Right now, though, an even bigger scandal has finally hit the local press and everyone is talking about it, even my dentist, who wonders who in the current scenario might be described as wacky. (I'm not going to post the link, but open your ears at the dentist's office and you're bound to hear all about it.)
This is not the first outbreak of scandal during my tenure here nor is it the most salacious--not by a long shot. My first semester here was marred by a sudden outbreak of crime-scene tape and FBI agents after the then-head of IT was found to have been operating a secret server distributing child pornography online, a scandal that resulted in a 100-year prison sentence cut short when the miscreant was murdered. I was so new that I'd never even met the guy, but every single time this scandal reared its ugly head in the news, the criminal's name was accompanied by the phrase Marietta College professor, which felt like a slap in the face to law-abiding professors who do not make a habit of distributing child pornography.

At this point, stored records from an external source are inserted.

//! Metrics Collectors
//!
//! This module contains the collector registry, the per-scrape orchestrator and one
//! collector per E-Series entity. Each collector queries one or more Web Services Proxy
//! resources and sets the corresponding Prometheus gauges.
//!
//! # Architecture
//!
//! - [`COLLECTORS`] is the static table of `(name, default_enabled, factory)` entries
//! - [`resolve_enabled`] picks the entries a target asked for (or the defaults)
//! - [`EseriesCollector`] builds a fresh registry and collector set for one scrape,
//!   runs the collectors one after the other and renders the result
//!
//! Collectors follow a consistent contract:
//! - `metrics()` declares the gauge vectors they own (registered before collection)
//! - `collect()` fetches, decodes and sets values, returning a [`CollectionStatus`]
//!
//! # Error Handling
//!
//! Collector failures never leave the collector. Status collectors (drives, storage
//! systems, statistics) report them through `eseries_exporter_collect_error`; the
//! storage pool and volume collectors log and emit nothing.

use crate::eseries::Target;
use crate::error::Result;
use crate::metrics::{self, ScrapeMetrics};
use prometheus::core::{Collector as _, Desc};
use prometheus::{GaugeVec, Registry};
use std::collections::BTreeMap;
use std::sync::Arc;
use tracing::{debug, error, info_span, Instrument};

// Collector modules
pub mod controller_statistics;
pub mod drive_statistics;
pub mod drives;
mod statistics;
pub mod storage_pools;
pub mod storage_systems;
pub mod system_statistics;
pub mod volumes;

pub use controller_statistics::ControllerStatisticsCollector;
pub use drive_statistics::DriveStatisticsCollector;
pub use drives::DrivesCollector;
pub use storage_pools::StoragePoolsCollector;
pub use storage_systems::StorageSystemsCollector;
pub use system_statistics::SystemStatisticsCollector;
pub use volumes::VolumesCollector;

/// Shared context handed to every collector of one scrape
///
/// Cloning is cheap: the target sits behind an `Arc` and the gauges are handles.
#[derive(Clone)]
pub struct CollectionContext {
    /// Backend this scrape talks to
    pub target: Arc<Target>,
    /// Error and duration gauges shared by all collectors of the scrape
    pub scrape: ScrapeMetrics,
}

/// Status of a metrics collection operation
#[derive(Debug, Clone, Copy, PartialEq, Eq)]
pub enum CollectionStatus {
    /// Metrics were successfully collected and updated
    Success,
    /// Collection failed but is non-fatal (already logged)
    Failed,
}

/// Constructor stored in the registry table
pub type Factory = fn(&CollectionContext) -> prometheus::Result<Collector>;

/// One row of the collector registry
pub struct CollectorEntry {
    pub name: &'static str,
    pub default_enabled: bool,
    pub factory: Factory,
}

/// Every collector the exporter knows about
pub static COLLECTORS: &[CollectorEntry] = &[
    CollectorEntry {
        name: drives::NAME,
        default_enabled: true,
        factory: DrivesCollector::build,
    },
    CollectorEntry {
        name: storage_systems::NAME,
        default_enabled: true,
        factory: StorageSystemsCollector::build,
    },
    CollectorEntry {
        name: controller_statistics::NAME,
        default_enabled: true,
        factory: ControllerStatisticsCollector::build,
    },
    CollectorEntry {
        name: drive_statistics::NAME,
        default_enabled: true,
        factory: DriveStatisticsCollector::build,
    },
    CollectorEntry {
        name: system_statistics::NAME,
        default_enabled: true,
        factory: SystemStatisticsCollector::build,
    },
    CollectorEntry {
        name: storage_pools::NAME,
        default_enabled: false,
        factory: StoragePoolsCollector::build,
    },
    CollectorEntry {
        name: volumes::NAME,
        default_enabled: false,
        factory: VolumesCollector::build,
    },
];

/// Select the registry entries to run for a target
///
/// With no requested names (absent or empty) every default-enabled entry is selected.
/// Otherwise an entry is selected iff its name matches a requested name ignoring ASCII
/// case, whatever its default flag. Unknown requested names are ignored. When the table
/// holds the same name twice the later entry wins.
pub fn resolve_enabled<'a>(
    entries: &'a [CollectorEntry],
    requested: Option<&[String]>,
) -> BTreeMap<&'static str, &'a CollectorEntry> {
    let requested = requested.filter(|names| !names.is_empty());

    let mut table: BTreeMap<&'static str, &'a CollectorEntry> = BTreeMap::new();
    for entry in entries {
        table.insert(entry.name, entry);
    }

    table.retain(|name, entry| match requested {
        None => entry.default_enabled,
        Some(names) => names.iter().any(|n| n.eq_ignore_ascii_case(name)),
    });
    table
}

/// A collector instance, one variant per E-Series entity
pub enum Collector {
    Drives(DrivesCollector),
    StorageSystems(StorageSystemsCollector),
    StoragePools(StoragePoolsCollector),
    Volumes(VolumesCollector),
    ControllerStatistics(ControllerStatisticsCollector),
    DriveStatistics(DriveStatisticsCollector),
    SystemStatistics(SystemStatisticsCollector),
}

impl Collector {
    pub fn name(&self) -> &'static str {
        match self {
            Collector::Drives(_) => drives::NAME,
            Collector::StorageSystems(_) => storage_systems::NAME,
            Collector::StoragePools(_) => storage_pools::NAME,
            Collector::Volumes(_) => volumes::NAME,
            Collector::ControllerStatistics(_) => controller_statistics::NAME,
            Collector::DriveStatistics(_) => drive_statistics::NAME,
            Collector::SystemStatistics(_) => system_statistics::NAME,
        }
    }

    /// Gauge vectors owned by this collector
    pub fn metrics(&self) -> Vec<&GaugeVec> {
        match self {
            Collector::Drives(c) => c.metrics(),
            Collector::StorageSystems(c) => c.metrics(),
            Collector::StoragePools(c) => c.metrics(),
            Collector::Volumes(c) => c.metrics(),
            Collector::ControllerStatistics(c) => c.metrics(),
            Collector::DriveStatistics(c) => c.metrics(),
            Collector::SystemStatistics(c) => c.metrics(),
        }
    }

    /// Metric descriptors this collector may emit
    pub fn describe(&self) -> Vec<&Desc> {
        self.metrics().into_iter().flat_map(|m| m.desc()).collect()
    }

    pub async fn collect(&self) -> CollectionStatus {
        match self {
            Collector::Drives(c) => c.collect().await,
            Collector::StorageSystems(c) => c.collect().await,
            Collector::StoragePools(c) => c.collect().await,
            Collector::Volumes(c) => c.collect().await,
            Collector::ControllerStatistics(c) => c.collect().await,
            Collector::DriveStatistics(c) => c.collect().await,
            Collector::SystemStatistics(c) => c.collect().await,
        }
    }

    fn register(&self, registry: &Registry) -> prometheus::Result<()> {
        for metric in self.metrics() {
            registry.register(Box::new(metric.clone()))?;
        }
        Ok(())
    }
}

/// Collector set and registry for a single scrape request
///
/// Nothing here outlives the request: the registry, the shared gauges and every
/// collector are created in [`EseriesCollector::new`] and dropped with it.
pub struct EseriesCollector {
    target: Arc<Target>,
    registry: Registry,
    collectors: BTreeMap<&'static str, Collector>,
}

impl EseriesCollector {
    pub fn new(target: Target) -> Result<Self> {
        Self::with_entries(target, COLLECTORS)
    }

    /// Build the collector set from an explicit registry table
    pub fn with_entries(target: Target, entries: &[CollectorEntry]) -> Result<Self> {
        let target = Arc::new(target);
        let registry = Registry::new();
        let scrape = ScrapeMetrics::new()?;
        scrape.register(&registry)?;

        let ctx = CollectionContext {
            target: target.clone(),
            scrape,
        };

        let mut collectors = BTreeMap::new();
        for (name, entry) in resolve_enabled(entries, target.collectors.as_deref()) {
            let collector = match (entry.factory)(&ctx) {
                Ok(collector) => collector,
                Err(e) => {
                    error!("Failed to create collector {}: {}", name, e);
                    continue;
                }
            };
            if let Err(e) = collector.register(&registry) {
                error!("Collector registration failed for {}: {}", name, e);
                continue;
            }
            collectors.insert(name, collector);
        }

        debug!(
            "Enabled collectors for {}: {:?}",
            target.name,
            collectors.keys().collect::<Vec<_>>()
        );

        Ok(Self {
            target,
            registry,
            collectors,
        })
    }

    /// Names of the collectors that will run, in execution order
    pub fn names(&self) -> Vec<&'static str> {
        self.collectors.keys().copied().collect()
    }

    pub fn collectors(&self) -> impl Iterator<Item = &Collector> {
        self.collectors.values()
    }

    /// Run every collector once, sequentially
    ///
    /// Returns the number of collectors that reported [`CollectionStatus::Failed`].
    pub async fn collect(&self) -> usize {
        let mut failures = 0;
        for (name, collector) in &self.collectors {
            let span = info_span!("collector", collector = *name, target = %self.target.name);
            if collector.collect().instrument(span).await == CollectionStatus::Failed {
                failures += 1;
            }
        }
        failures
    }

    /// Render whatever the collectors have set so far
    pub fn render(&self) -> anyhow::Result<String> {
        metrics::render(&self.registry)
    }

    /// Collect and render in one go
    pub async fn scrape(&self) -> anyhow::Result<String> {
        let failures = self.collect().await;
        if failures > 0 {
            debug!(
                "{} of {} collectors failed for {}",
                failures,
                self.collectors.len(),
                self.target.name
            );
        }
        self.render()
    }
}

#[cfg(test)]
mod tests {
    use super::*;

    fn names(selected: &BTreeMap<&'static str, &CollectorEntry>) -> Vec<&'static str> {
        selected.keys().copied().collect()
    }

    fn requested(names: &[&str]) -> Vec<String> {
        names.iter().map(|n| n.to_string()).collect()
    }

    #[test]
    fn test_defaults_when_nothing_requested() {
        let selected = resolve_enabled(COLLECTORS, None);
        assert_eq!(
            names(&selected),
            vec![
                "controller-statistics",
                "drive-statistics",
                "drives",
                "storage-systems",
                "system-statistics"
            ]
        );
    }

    #[test]
    fn test_empty_list_means_defaults() {
        let empty: Vec<String> = Vec::new();
        let selected = resolve_enabled(COLLECTORS, Some(empty.as_slice()));
        assert_eq!(selected.len(), 5);
        assert!(!selected.contains_key("volumes"));
    }

    #[test]
    fn test_explicit_request_enables_default_off_collector() {
        let list = requested(&["Volumes", "DRIVES", "no-such-collector"]);
        let selected = resolve_enabled(COLLECTORS, Some(list.as_slice()));
        assert_eq!(names(&selected), vec!["drives", "volumes"]);
    }

    #[test]
    fn test_defaults_independent_of_table_order() {
        let reversed: Vec<CollectorEntry> = COLLECTORS
            .iter()
            .rev()
            .map(|e| CollectorEntry {
                name: e.name,
                default_enabled: e.default_enabled,
                factory: e.factory,
            })
            .collect();
        let forward = names(&resolve_enabled(COLLECTORS, None));
        let backward = names(&resolve_enabled(&reversed, None));
        assert_eq!(forward, backward);
    }

    #[test]
    fn test_last_entry_for_a_name_wins() {
        let entries = [
            CollectorEntry {
                name: "drives",
                default_enabled: false,
                factory: DrivesCollector::build,
            },
            CollectorEntry {
                name: "drives",
                default_enabled: true,
                factory: DrivesCollector::build,
            },
        ];
        let selected = resolve_enabled(&entries, None);
        assert_eq!(names(&selected), vec!["drives"]);
    }

    #[test]
    fn test_registry_names_are_unique() {
        let mut seen = std::collections::HashSet::new();
        for entry in COLLECTORS {
            assert!(seen.insert(entry.name), "duplicate entry {}", entry.name);
        }
    }
}
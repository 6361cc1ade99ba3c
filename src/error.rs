use thiserror::Error;

#[derive(Debug, Error)]
pub enum ExporterError {
    /// Backend answered with a non-200 status; carries the drained body.
    #[error("Web Services Proxy returned HTTP {status}: {body}")]
    Fetch { status: u16, body: String },

    #[error("HTTP error: {0}")]
    Http(#[from] reqwest::Error),

    #[error("JSON error: {0}")]
    Json(#[from] serde_json::Error),

    #[error("Empty result: {0}")]
    EmptyResult(String),

    #[error("Duplicate drive entry at tray {tray} slot {slot}")]
    DuplicateEntity { tray: String, slot: String },

    #[error("Invalid URL: {0}")]
    InvalidUrl(String),

    #[error("TLS error: {0}")]
    Tls(String),

    #[error("Configuration error: {0}")]
    Config(String),

    #[error("Prometheus error: {0}")]
    Prometheus(#[from] prometheus::Error),
}

pub type Result<T> = std::result::Result<T, ExporterError>;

We're a pretty mild-mannered bunch on the whole, so other scandals have flown below the radar. (Now I have to wonder: Does radar detect falling anvils? If so, someone over in the business office ought to check the Acme catalog.)
There was the faculty member suddenly forced to separate from the College after it was discovered that [pronoun redacted] had been holding full-time face-to-face teaching jobs at two separate institutions simultaneously, a faux pas that probably wouldn't even be detected today because of the prevalence of online teaching. There was the professor who celebrated his positive tenure decision a little too early, a celebration that allegedly took place on the futon in his office in the company of a student. There was the [position redacted] accused of smuggling vodka into commencement in a water bottle, which would have earned nothing more than a slap on the wrist if his criminal career had not also included domestic violence and arson threats. And can it possibly be true, as I've been told, that a previous [position redacted] found privacy for a tryst with a subordinate while driving through a car wash?
Such minor scandals are the stuff of legend, but as long as they stay out of the news, they don't have much impact on the rest of us. That's somebody else's anvil. A career may be flattened, but the shadow doesn't fall on me.
Now, though, we've got a sky full of anvils and nowhere to hide. I'm not implicated in any way and I'll probably be retired before the situation reaches resolution, whatever that might look like, but I really don't want my final months at the College to be tainted by constant questions about a scandal so wacky it gets the dentists chattering. I can't dodge falling anvils while I'm immobilized in a dental chair, so how about turning up the music and leaving the wacky questions for another day?